La crisis afectó a los grupos sociales de un modo selectivo. El proletariado agrícola y determinados sectores del industrial fueron sin duda los más perjudicados, al igual que numerosos pequeños y medianos empresarios dedicados a la construcción, la agricultura de exportación, el textil, etc. El impacto sobre la burguesía y las clases medias, que tanto favoreció el ascenso del fascismo en otros países, se vio muy amortiguado en España por el mantenimiento de un elevado nivel de ocupación en estos grupos y por la favorable evolución de precios y salarios. El bache incidió también sobre los sectores económicamente más fuertes, como prueba la caída de la importación y matriculación de automóviles o de los depósitos en cuenta corriente y de los beneficios de la Banca. También la Bolsa se vio perjudicada entre 1931 y 1933, período en el que el índice de cotización de la renta variable descendió a la mitad. Pero ello parece más el fruto de la desconfianza ante la situación socio-política que de una real disminución de la capacidad económica de estos grupos, que estaban muy lejos de la angustiosa incertidumbre que padecían muchos trabajadores agrícolas e industriales, amenazados por el paro y la presión patronal. Evidencia de ello es que, a lo largo del lustro, los depósitos de ahorro y los beneficios empresariales crecieron en todos los ejercicios, las suspensiones de pagos, realmente escasas, sólo experimentaron incremento en 1931 y en 1934, y que las masivas emisiones de Deuda pública encontraron una excelente acogida entre un espectro muy amplio de inversores.

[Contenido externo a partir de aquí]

impl BlockStoreNode {
    /// Creates a block-store node listening on the given port (0 picks an
    /// ephemeral one) and wires the overlay callbacks.
    pub async fn create(host: &str, port: u16) -> Result<Arc<Self>> {
        let service = ServiceNode::create(host, port).await?;
        let node = Arc::new(Self {
            service: service.clone(),
            stores: Mutex::new(StoreMap {
                all: BTreeMap::new(),
                local: BTreeMap::new(),
                by_peer: HashMap::new(),
                remote_blooms: HashMap::new(),
            }),
            gc_filter: Mutex::new(None),
            missing: Mutex::new(BTreeSet::new()),
            cache: Mutex::new(LruCache::new(DEFAULT_CACHE_BLOCKS)),
            scan_cursor: Mutex::new(0),
            housekeeping: Mutex::new(None),
        });

        let weak = Arc::downgrade(&node);
        service.server().register(
            "addBlockStore",
            move |host: String, port: u16, bsid: u64| {
                let weak = weak.clone();
                async move {
                    match weak.upgrade() {
                        Some(node) => node.rpc_add_block_store(PeerAddr::new(host, port), bsid),
                        None => false,
                    }
                }
            },
        );

        // Announce local stores to arriving peers, drop a departing peer's
        // stores.
        let weak = Arc::downgrade(&node);
        service.add_peer_callback(move |addr, client, is_added| {
            let Some(node) = weak.upgrade() else {
                return;
            };
            if is_added {
                node.announce_stores_to(client.clone());
            } else {
                node.drop_peer_stores(addr);
            }
        });

        Ok(node)
    }

    /// Starts the housekeeping loop. Must be called once the node is set up.
    pub fn start(self: &Arc<Self>) {
        let weak = Arc::downgrade(self);
        let task = tokio::spawn(async move {
            let mut ticker = tokio::time::interval(HOUSEKEEPING_INTERVAL);
            ticker.set_missed_tick_behavior(tokio::time::MissedTickBehavior::Delay);
            loop {
                ticker.tick().await;
                let Some(node) = weak.upgrade() else {
                    break;
                };
                node.housekeeping_tick().await;
            }
        });
        *self.housekeeping.lock().unwrap() = Some(task);
    }

    pub fn service(&self) -> &Arc<ServiceNode> {
        &self.service
    }

    pub fn host(&self) -> &str {
        self.service.host()
    }

    pub fn port(&self) -> u16 {
        self.service.port()
    }

    /// Dials a peer; the rest of the mesh is discovered from it.
    pub async fn add_peer(&self, host: &str, port: u16) -> bool {
        self.service.add_peer(host, port).await
    }

    // ------------------------------------------------------------
    // Store registry
    // ------------------------------------------------------------

    /// Opens a local block store, serves it to peers under per-`bsid` RPC
    /// names, and announces it to every connected peer.
    pub fn add_block_store(&self, bsid: u64, path: impl AsRef<Path>, block_size: u64) -> Result<()> {
        let store = Arc::new(FileBlockStore::open(path.as_ref(), block_size)?);
        {
            let mut stores = self.stores.lock().unwrap();
            anyhow::ensure!(
                !stores.all.contains_key(&bsid),
                "block store id {} already in use",
                bsid
            );
            stores.all.insert(bsid, store.clone());
            stores.local.insert(bsid, store.clone());
        }
        register_block_store(self.service.server(), store, bsid);

        let my_host = self.service.host().to_string();
        let my_port = self.service.port();
        for addr in self.service.peer_addrs() {
            if let Some(peer) = self.service.peer_client(&addr) {
                peer.notify("addBlockStore", (my_host.clone(), my_port, bsid));
            }
        }
        Ok(())
    }

    /// `addBlockStore` RPC: a known peer announces one of its stores. The
    /// store becomes reachable here through a proxy bound to that peer's
    /// connection.
    fn rpc_add_block_store(self: &Arc<Self>, addr: PeerAddr, bsid: u64) -> bool {
        let Some(client) = self.service.peer_client(&addr) else {
            tracing::warn!("ignoring block store {} from unknown peer {}", bsid, addr);
            return false;
        };
        {
            let mut stores = self.stores.lock().unwrap();
            if stores.all.contains_key(&bsid) {
                tracing::warn!("peer {} tried to add existing block store {}", addr, bsid);
                return false;
            }
            let remote: Arc<dyn BlockStore> = Arc::new(RemoteBlockStore::new(client, bsid));
            stores.all.insert(bsid, remote);
            stores.by_peer.entry(addr.clone()).or_default().push(bsid);
        }
        tracing::info!("peer {} announced block store {}", addr, bsid);

        // Pull the store's filter right away so reads can route to it.
        let node = self.clone();
        tokio::spawn(async move {
            node.refresh_remote_bloom(bsid).await;
        });
        true
    }

    /// Tells one peer about every local store.
    fn announce_stores_to(&self, client: crate::rpc::RpcClient) {
        let bsids: Vec<u64> = self.stores.lock().unwrap().local.keys().copied().collect();
        let my_host = self.service.host().to_string();
        let my_port = self.service.port();
        for bsid in bsids {
            client.notify("addBlockStore", (my_host.clone(), my_port, bsid));
        }
    }

    /// Tears down every store owned by a lost peer.
    fn drop_peer_stores(&self, addr: &PeerAddr) {
        let mut stores = self.stores.lock().unwrap();
        let Some(bsids) = stores.by_peer.remove(addr) else {
            return;
        };
        for bsid in bsids {
            stores.all.remove(&bsid);
            stores.remote_blooms.remove(&bsid);
            tracing::info!("dropped block store {} owned by lost peer {}", bsid, addr);
        }
    }

    /// Applies the fsync-per-write policy to every local store.
    pub fn set_sync_writes(&self, enabled: bool) {
        for store in self.stores.lock().unwrap().local.values() {
            store.set_sync_writes(enabled);
        }
    }

    /// Rebounds the read cache.
    pub fn set_cache_capacity(&self, blocks: usize) {
        self.cache.lock().unwrap().set_capacity(blocks);
    }

    /// Approximate free capacity of the whole network, in blocks: the sum of
    /// the free counts of every reachable store.
    pub async fn total_free_blocks(&self) -> u64 {
        let stores: Vec<Arc<dyn BlockStore>> = {
            self.stores.lock().unwrap().all.values().cloned().collect()
        };
        let mut total = 0u64;
        for store in stores {
            total = total.saturating_add(store.num_free_blocks().await);
        }
        total
    }

    pub fn num_stores(&self) -> usize {
        self.stores.lock().unwrap().all.len()
    }

    pub fn num_local_stores(&self) -> usize {
        self.stores.lock().unwrap().local.len()
    }

    // ------------------------------------------------------------
    // Block routing
    // ------------------------------------------------------------

    /// Two placement candidates for a name: the hash-selected entry of the
    /// bsid-ordered ring and its successor.
    fn placement_candidates(&self, name: &str) -> Option<(Arc<dyn BlockStore>, Arc<dyn BlockStore>)> {
        let stores = self.stores.lock().unwrap();
        if stores.all.is_empty() {
            return None;
        }
        let ring: Vec<Arc<dyn BlockStore>> = stores.all.values().cloned().collect();
        let primary = (ring_hash(name) % ring.len() as u64) as usize;
        let secondary = (primary + 1) % ring.len();
        Some((ring[primary].clone(), ring[secondary].clone()))
    }

    /// Stores a block somewhere in the network: of the two hash-selected
    /// candidate stores, the one with more free blocks wins; ties go to the
    /// secondary.
    pub async fn put_block(&self, name: &str, data: Vec<u8>) -> bool {
        let Some((primary, secondary)) = self.placement_candidates(name) else {
            tracing::error!("no block stores available for {:?}", name);
            return false;
        };
        let (free_primary, free_secondary) =
            tokio::join!(primary.num_free_blocks(), secondary.num_free_blocks());
        let target = if free_primary > free_secondary {
            primary
        } else {
            secondary
        };
        let stored = target.put_block(name, data).await;
        if stored {
            self.cache.lock().unwrap().invalidate(name);
        } else {
            tracing::warn!("failed to store block {:?}", name);
        }
        stored
    }

    /// Fetches a block: read cache, then local stores, then remote stores
    /// whose bloom filter claims the key, then a fixed-width ring search for
    /// blocks too recent to appear in any filter.
    pub async fn get_block(&self, name: &str) -> Option<Vec<u8>> {
        if let Some(block) = self.cache.lock().unwrap().get(name) {
            return Some(block.to_vec());
        }

        let (locals, candidates, ring) = {
            let stores = self.stores.lock().unwrap();
            let locals: Vec<Arc<FileBlockStore>> = stores.local.values().cloned().collect();
            let candidates: Vec<(u64, Arc<dyn BlockStore>)> = stores
                .all
                .iter()
                .filter(|(bsid, _)| {
                    stores
                        .remote_blooms
                        .get(bsid)
                        .is_some_and(|bloom| bloom.may_contain(name))
                })
                .map(|(bsid, store)| (*bsid, store.clone()))
                .collect();
            let ring: Vec<(u64, Arc<dyn BlockStore>)> = stores
                .all
                .iter()
                .map(|(bsid, store)| (*bsid, store.clone()))
                .collect();
            (locals, candidates, ring)
        };

        for store in &locals {
            if store.has_block(name) {
                if let Some(block) = store.get(name).await {
                    self.cache.lock().unwrap().put(name, block.clone());
                    return Some(block);
                }
            }
        }

        let mut tried: BTreeSet<u64> = BTreeSet::new();
        for (bsid, store) in candidates {
            tried.insert(bsid);
            if let Some(block) = store.get_block(name).await {
                self.cache.lock().unwrap().put(name, block.clone());
                return Some(block);
            }
        }

        // The block may be newer than every filter snapshot we hold.
        if !ring.is_empty() {
            let start = (ring_hash(name) % ring.len() as u64) as usize;
            for offset in 0..FALLBACK_SEARCH_WIDTH.min(ring.len()) {
                let (bsid, store) = &ring[(start + offset) % ring.len()];
                if tried.contains(bsid) {
                    continue;
                }
                if let Some(block) = store.get_block(name).await {
                    self.cache.lock().unwrap().put(name, block.clone());
                    return Some(block);
                }
            }
        }
        None
    }

    // ------------------------------------------------------------
    // Housekeeping
    // ------------------------------------------------------------

    /// Installs the live-set filter used by the garbage collector. Blocks
    /// whose names are not in the filter become candidates for deletion.
    pub fn set_gc_bloom_filter(&self, filter: BloomFilter) {
        *self.gc_filter.lock().unwrap() = Some(filter);
    }

    /// Returns the accumulated names of blocks whose successors could not be
    /// located anywhere, clearing the set.
    pub fn take_missing_blocks(&self) -> Vec<String> {
        std::mem::take(&mut *self.missing.lock().unwrap())
            .into_iter()
            .collect()
    }

    async fn refresh_remote_bloom(&self, bsid: u64) {
        let store = {
            let stores = self.stores.lock().unwrap();
            if stores.local.contains_key(&bsid) {
                return;
            }
            stores.all.get(&bsid).cloned()
        };
        let Some(store) = store else {
            return;
        };
        let bloom = store.bloomfilter().await;
        self.stores
            .lock()
            .unwrap()
            .remote_blooms
            .insert(bsid, bloom);
    }

    /// One housekeeping pass: expire silent peers, refresh one remote bloom
    /// snapshot, and advance the incremental block scan by one key.
    pub(crate) async fn housekeeping_tick(&self) {
        self.service.expire_idle_peers(PEER_EXPIRY);

        let (scan_store, refresh_bsid) = {
            let stores = self.stores.lock().unwrap();
            let mut cursor = self.scan_cursor.lock().unwrap();
            let scan_store = if stores.local.is_empty() {
                None
            } else {
                let locals: Vec<Arc<FileBlockStore>> = stores.local.values().cloned().collect();
                Some(locals[*cursor % locals.len()].clone())
            };
            let remotes: Vec<u64> = stores
                .all
                .keys()
                .filter(|bsid| !stores.local.contains_key(bsid))
                .copied()
                .collect();
            let refresh = if remotes.is_empty() {
                None
            } else {
                Some(remotes[*cursor % remotes.len()])
            };
            *cursor = cursor.wrapping_add(1);
            (scan_store, refresh)
        };

        if let Some(bsid) = refresh_bsid {
            self.refresh_remote_bloom(bsid).await;
        }
        let Some(store) = scan_store else {
            return;
        };
        let Some(key) = store.next() else {
            return;
        };

        let expired = {
            let gc = self.gc_filter.lock().unwrap();
            gc.as_ref().is_some_and(|filter| !filter.may_contain(&key))
        };
        if expired {
            tracing::debug!("removing {:?}: not in the live-set filter", key);
            store.remove(&key).await;
            self.cache.lock().unwrap().invalidate(&key);
            return;
        }

        // Chunk sequences should be contiguous somewhere in reach; record the
        // key if its successor is in no filter we know of.
        if let Some(successor) = next_block_name(&key) {
            let reachable = {
                let stores = self.stores.lock().unwrap();
                let local_hit = stores
                    .local
                    .values()
                    .any(|s| s.bloom_filter().may_contain(&successor));
                let remote_hit = stores
                    .remote_blooms
                    .values()
                    .any(|bloom| bloom.may_contain(&successor));
                local_hit || remote_hit
            };
            if !reachable {
                self.missing.lock().unwrap().insert(key);
            }
        }
    }

    /// Stops housekeeping and tears the overlay down.
    pub async fn shutdown(&self) {
        if let Some(task) = self.housekeeping.lock().unwrap().take() {
            task.abort();
        }
        self.service.shutdown().await;
    }
}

En resumen, la coyuntura económica, aunque menos desfavorable que la de otros países europeos, desempeñó un papel potenciador de las dificultades del régimen al agudizar las viejas tensiones estructurales y recortar los márgenes de actuación de la burguesía reformista. Cabe estimar, con Tuñón de Lara, que los nexos causales en la escalada de conflictos socio-políticos que conducen a la guerra civil, como la Revolución de Octubre de 1934 o la violenta primavera de 1936, no obedecen a "fenómenos económicos coyunturales, sino a fenómenos socioeconómicos estructurales y a fenómenos políticos coyunturales". Pero también hay que admitir que los efectos de una situación económica recesiva como la de los primeros años treinta contribuyó al aumento de la conflictividad social y a un creciente despego respecto al régimen republicano de significativos sectores de las capas populares, que en la primavera de 1931 habían figurado entre sus principales valedores.